In its motion, EBI asserted TIC’s failure to file a certificate of merit required dismissal
because TIC’s claims against it arose out of its provision of professional engineering services.
Although its written motion requested dismissal with prejudice, at the hearing on the motion, it
requested only a dismissal without prejudice. Although TIC contested its need for a certificate of
merit, it stated it had obtained one and did not oppose a dismissal without prejudice. The trial
court dismissed TIC’s claims against EBI “without prejudice.”
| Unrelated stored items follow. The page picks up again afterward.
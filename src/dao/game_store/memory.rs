//! Process-local store used for development runs and tests.

use std::sync::Arc;

use dashmap::DashMap;
use futures::future::BoxFuture;
use uuid::Uuid;

use crate::dao::{
    game_store::ArenaStore,
    models::{GameEntity, MessageEntity, ProfileEntity},
    query::GameQuery,
    storage::StorageResult,
};

#[derive(Default)]
struct Tables {
    games: DashMap<Uuid, GameEntity>,
    profiles: DashMap<Uuid, ProfileEntity>,
    messages: DashMap<Uuid, Vec<MessageEntity>>,
}

/// [`ArenaStore`] backed by concurrent hash maps. Cloning shares the tables.
#[derive(Clone, Default)]
pub struct MemoryStore {
    tables: Arc<Tables>,
}

impl MemoryStore {
    /// Create an empty store.
    pub fn new() -> Self {
        Self::default()
    }
}

impl ArenaStore for MemoryStore {
    fn list_games(&self, query: GameQuery) -> BoxFuture<'static, StorageResult<Vec<GameEntity>>> {
        let tables = self.tables.clone();
        Box::pin(async move {
            let mut games = tables
                .games
                .iter()
                .filter(|entry| query.matches(entry.value()))
                .map(|entry| entry.value().clone())
                .collect::<Vec<_>>();
            query.sort(&mut games);
            Ok(games)
        })
    }

    fn find_game(&self, id: Uuid) -> BoxFuture<'static, StorageResult<Option<GameEntity>>> {
        let tables = self.tables.clone();
        Box::pin(async move { Ok(tables.games.get(&id).map(|entry| entry.value().clone())) })
    }

    fn insert_game(&self, game: GameEntity) -> BoxFuture<'static, StorageResult<GameEntity>> {
        let tables = self.tables.clone();
        Box::pin(async move {
            tables.games.insert(game.id, game.clone());
            Ok(game)
        })
    }

    fn update_game(
        &self,
        game: GameEntity,
        expected_version: u64,
    ) -> BoxFuture<'static, StorageResult<Option<GameEntity>>> {
        let tables = self.tables.clone();
        Box::pin(async move {
            // The shard write lock is held until `entry` drops, so the
            // compare and the replace are atomic.
            let Some(mut entry) = tables.games.get_mut(&game.id) else {
                return Ok(None);
            };
            if entry.version != expected_version {
                return Ok(None);
            }

            let mut next = game;
            next.version = expected_version + 1;
            *entry = next.clone();
            Ok(Some(next))
        })
    }

    fn delete_game(&self, id: Uuid) -> BoxFuture<'static, StorageResult<Option<GameEntity>>> {
        let tables = self.tables.clone();
        Box::pin(async move {
            let removed = tables.games.remove(&id).map(|(_, game)| game);
            tables.messages.remove(&id);
            Ok(removed)
        })
    }

    fn find_profile(&self, id: Uuid) -> BoxFuture<'static, StorageResult<Option<ProfileEntity>>> {
        let tables = self.tables.clone();
        Box::pin(async move { Ok(tables.profiles.get(&id).map(|entry| entry.value().clone())) })
    }

    fn find_profiles(&self, ids: Vec<Uuid>) -> BoxFuture<'static, StorageResult<Vec<ProfileEntity>>> {
        let tables = self.tables.clone();
        Box::pin(async move {
            Ok(ids
                .iter()
                .filter_map(|id| tables.profiles.get(id).map(|entry| entry.value().clone()))
                .collect())
        })
    }

    fn save_profile(&self, profile: ProfileEntity) -> BoxFuture<'static, StorageResult<ProfileEntity>> {
        let tables = self.tables.clone();
        Box::pin(async move {
            tables.profiles.insert(profile.id, profile.clone());
            Ok(profile)
        })
    }

    fn list_messages(&self, game_id: Uuid) -> BoxFuture<'static, StorageResult<Vec<MessageEntity>>> {
        let tables = self.tables.clone();
        Box::pin(async move {
            let mut messages = tables
                .messages
                .get(&game_id)
                .map(|entry| entry.value().clone())
                .unwrap_or_default();
            messages.sort_by(|a, b| a.created_at.cmp(&b.created_at));
            Ok(messages)
        })
    }

    fn insert_message(
        &self,
        message: MessageEntity,
    ) -> BoxFuture<'static, StorageResult<MessageEntity>> {
        let tables = self.tables.clone();
        Box::pin(async move {
            tables
                .messages
                .entry(message.game_id)
                .or_default()
                .push(message.clone());
            Ok(message)
        })
    }

    fn health_check(&self) -> BoxFuture<'static, StorageResult<()>> {
        Box::pin(async { Ok(()) })
    }

    fn try_reconnect(&self) -> BoxFuture<'static, StorageResult<()>> {
        Box::pin(async { Ok(()) })
    }
}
TIC subsequently re-filed its suit against EBI, including a certificate of merit with its
Original Petition. The new suit was filed in a different district court. Because TIC’s claims
against Perkins & Will and others remained pending in the trial court, EBI filed a motion to
transfer and consolidate under local rules pertaining to the transfer of related cases. It, however,
also requested that the re-filed suit be dismissed upon transfer and consolidation. The sole basis
for dismissal was that the re-filed suit contained the same allegations that had previously been
dismissed and that TIC was attempting to “circumvent” the trial court’s dismissal order.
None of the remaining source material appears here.